Quand les victimes sont les coupables

Tout ceci, nous le savons grâce au travail exceptionnel des journalistes d’investigation, des chercheurs et des scientifiques. Régulièrement, ils sortent des reportages, des études et des articles qui nous montrent les dessous de notre système de consommation. Aujourd’hui notre nouveau drame, c’est que nous savons. Nous savons par exemple comment fonctionne Monsanto, et nous savons que ces traités ouvriront les portes européennes au géant américain. Pourtant, seules quelques centaines de personnes se sont mobilisées en France contre le traité transatlantique. Ils étaient des dizaines de milliers contre le mariage homosexuel. Cherchez l’erreur… Au Canada…néant.

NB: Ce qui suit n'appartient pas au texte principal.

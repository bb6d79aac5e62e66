use std::collections::HashMap;

use chrono::{DateTime, Utc};
use serde::{Deserialize, Serialize};

use rxflow_core::{Aggregate, AggregateId, AggregateRoot, DomainError, MedicineId, OrgId};
use rxflow_events::Event;

/// Usage log identifier.
///
/// One log exists per requester organization; its aggregate id reuses the
/// org's UUID so the stream is addressable without a lookup table.
#[derive(Debug, Copy, Clone, PartialEq, Eq, Hash, Serialize, Deserialize)]
#[serde(transparent)]
pub struct UsageLogId(pub AggregateId);

impl UsageLogId {
    pub fn new(id: AggregateId) -> Self {
        Self(id)
    }

    pub fn for_org(org_id: OrgId) -> Self {
        Self(AggregateId::from_uuid(*org_id.as_uuid()))
    }
}

impl core::fmt::Display for UsageLogId {
    fn fmt(&self, f: &mut core::fmt::Formatter<'_>) -> core::fmt::Result {
        core::fmt::Display::fmt(&self.0, f)
    }
}

/// What kind of consumption was recorded.
#[derive(Debug, Clone, Copy, PartialEq, Eq, Hash, Serialize, Deserialize)]
#[serde(rename_all = "lowercase")]
pub enum UsageKind {
    /// Pharmacy sold units over the counter.
    Sale,
    /// Hospital dispensed units to patients.
    Dispense,
}

/// Running per-medicine totals.
#[derive(Debug, Clone, Copy, Default, PartialEq, Eq, Serialize, Deserialize)]
pub struct UsageTotals {
    pub sold: i64,
    pub dispensed: i64,
}

impl UsageTotals {
    pub fn for_kind(&self, kind: UsageKind) -> i64 {
        match kind {
            UsageKind::Sale => self.sold,
            UsageKind::Dispense => self.dispensed,
        }
    }
}

/// Aggregate root: UsageLog - one requester's consumption history.
#[derive(Debug, Clone, PartialEq, Eq)]
pub struct UsageLog {
    id: UsageLogId,
    org_id: Option<OrgId>,
    totals: HashMap<MedicineId, UsageTotals>,
    version: u64,
    created: bool,
}

impl UsageLog {
    /// Create an empty, not-yet-created aggregate instance for rehydration.
    pub fn empty(id: UsageLogId) -> Self {
        Self {
            id,
            org_id: None,
            totals: HashMap::new(),
            version: 0,
            created: false,
        }
    }

    pub fn id_typed(&self) -> UsageLogId {
        self.id
    }

    pub fn org_id(&self) -> Option<OrgId> {
        self.org_id
    }

    pub fn totals(&self, medicine_id: MedicineId) -> UsageTotals {
        self.totals.get(&medicine_id).copied().unwrap_or_default()
    }
}

impl AggregateRoot for UsageLog {
    type Id = UsageLogId;

    fn id(&self) -> &Self::Id {
        &self.id
    }

    fn version(&self) -> u64 {
        self.version
    }
}

/// Command: RecordUsage. The first record opens the stream.
#[derive(Debug, Clone, PartialEq, Eq, Serialize, Deserialize)]
pub struct RecordUsage {
    pub org_id: OrgId,
    pub medicine_id: MedicineId,
    pub kind: UsageKind,
    pub quantity: i64,
    pub occurred_at: DateTime<Utc>,
}

#[derive(Debug, Clone, PartialEq, Eq, Serialize, Deserialize)]
pub enum UsageCommand {
    RecordUsage(RecordUsage),
}

/// Event: UsageRecorded.
#[derive(Debug, Clone, PartialEq, Eq, Serialize, Deserialize)]
pub struct UsageRecorded {
    pub org_id: OrgId,
    pub medicine_id: MedicineId,
    pub kind: UsageKind,
    pub quantity: i64,
    pub occurred_at: DateTime<Utc>,
}

#[derive(Debug, Clone, PartialEq, Eq, Serialize, Deserialize)]
pub enum UsageEvent {
    UsageRecorded(UsageRecorded),
}

impl Event for UsageEvent {
    fn event_type(&self) -> &'static str {
        match self {
            UsageEvent::UsageRecorded(_) => "usage.recorded",
        }
    }

    fn version(&self) -> u32 {
        1
    }

    fn occurred_at(&self) -> DateTime<Utc> {
        match self {
            UsageEvent::UsageRecorded(e) => e.occurred_at,
        }
    }
}

impl Aggregate for UsageLog {
    type Command = UsageCommand;
    type Event = UsageEvent;
    type Error = DomainError;

    fn apply(&mut self, event: &Self::Event) {
        match event {
            UsageEvent::UsageRecorded(e) => {
                self.org_id = Some(e.org_id);
                let entry = self.totals.entry(e.medicine_id).or_default();
                match e.kind {
                    UsageKind::Sale => entry.sold += e.quantity,
                    UsageKind::Dispense => entry.dispensed += e.quantity,
                }
                self.created = true;
            }
        }

        // Deterministic version tracking: +1 per applied event.
        self.version += 1;
    }

    fn handle(&self, command: &Self::Command) -> Result<Vec<Self::Event>, Self::Error> {
        match command {
            UsageCommand::RecordUsage(cmd) => self.handle_record(cmd),
        }
    }
}

impl UsageLog {
    fn handle_record(&self, cmd: &RecordUsage) -> Result<Vec<UsageEvent>, DomainError> {
        if self.created && self.org_id != Some(cmd.org_id) {
            return Err(DomainError::invariant("org_id mismatch"));
        }
        if cmd.quantity <= 0 {
            return Err(DomainError::validation("quantity must be positive"));
        }

        Ok(vec![UsageEvent::UsageRecorded(UsageRecorded {
            org_id: cmd.org_id,
            medicine_id: cmd.medicine_id,
            kind: cmd.kind,
            quantity: cmd.quantity,
            occurred_at: cmd.occurred_at,
        })])
    }
}

#[cfg(test)]
mod tests {
    use super::*;

    fn test_org_id() -> OrgId {
        OrgId::new()
    }

    fn test_time() -> DateTime<Utc> {
        Utc::now()
    }

    #[test]
    fn records_accumulate_per_medicine_and_kind() {
        let org_id = test_org_id();
        let mut log = UsageLog::empty(UsageLogId::for_org(org_id));
        let paracetamol = MedicineId::new();
        let ibuprofen = MedicineId::new();

        for (medicine_id, kind, quantity) in [
            (paracetamol, UsageKind::Sale, 5),
            (paracetamol, UsageKind::Sale, 7),
            (paracetamol, UsageKind::Dispense, 2),
            (ibuprofen, UsageKind::Sale, 3),
        ] {
            let events = log
                .handle(&UsageCommand::RecordUsage(RecordUsage {
                    org_id,
                    medicine_id,
                    kind,
                    quantity,
                    occurred_at: test_time(),
                }))
                .unwrap();
            log.apply(&events[0]);
        }

        assert_eq!(log.totals(paracetamol).sold, 12);
        assert_eq!(log.totals(paracetamol).dispensed, 2);
        assert_eq!(log.totals(ibuprofen).sold, 3);
        assert_eq!(log.totals(ibuprofen).for_kind(UsageKind::Dispense), 0);
        assert_eq!(log.version(), 4);
    }

    #[test]
    fn non_positive_quantity_is_rejected() {
        let org_id = test_org_id();
        let log = UsageLog::empty(UsageLogId::for_org(org_id));

        let err = log
            .handle(&UsageCommand::RecordUsage(RecordUsage {
                org_id,
                medicine_id: MedicineId::new(),
                kind: UsageKind::Sale,
                quantity: 0,
                occurred_at: test_time(),
            }))
            .unwrap_err();
        assert!(matches!(err, DomainError::Validation(_)));
    }

    #[test]
    fn records_for_another_org_are_rejected() {
        let org_id = test_org_id();
        let mut log = UsageLog::empty(UsageLogId::for_org(org_id));

        let events = log
            .handle(&UsageCommand::RecordUsage(RecordUsage {
                org_id,
                medicine_id: MedicineId::new(),
                kind: UsageKind::Dispense,
                quantity: 4,
                occurred_at: test_time(),
            }))
            .unwrap();
        log.apply(&events[0]);

        let err = log
            .handle(&UsageCommand::RecordUsage(RecordUsage {
                org_id: test_org_id(),
                medicine_id: MedicineId::new(),
                kind: UsageKind::Dispense,
                quantity: 4,
                occurred_at: test_time(),
            }))
            .unwrap_err();
        assert!(matches!(err, DomainError::InvariantViolation(_)));
    }
}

Le système de consommation fait en sorte que je désire consommer ce qui pollue, ce qui rend malade, ce qui exploite. Parce que à portée de main, parce que moins cher. À chaque fois que je mange quelque chose qui contient du soja OGM, j’aide les enfants d’Argentine vivant près des champs de Monsanto à naître déformés avec des cheveux qui leur poussent partout sur le corps. À chaque fois que je mets une saucisse nourrie au maïs de Monsanto sur mon grill, j’encourage la fabrication de cochons qui naissent parfois à deux têtes, parfois mâle et femelle. Le miroir est douloureux. Chacun reste dans son jardin individuel sans se douter que son petit geste fait de l’ombre aux autres, et construit le paysage de demain.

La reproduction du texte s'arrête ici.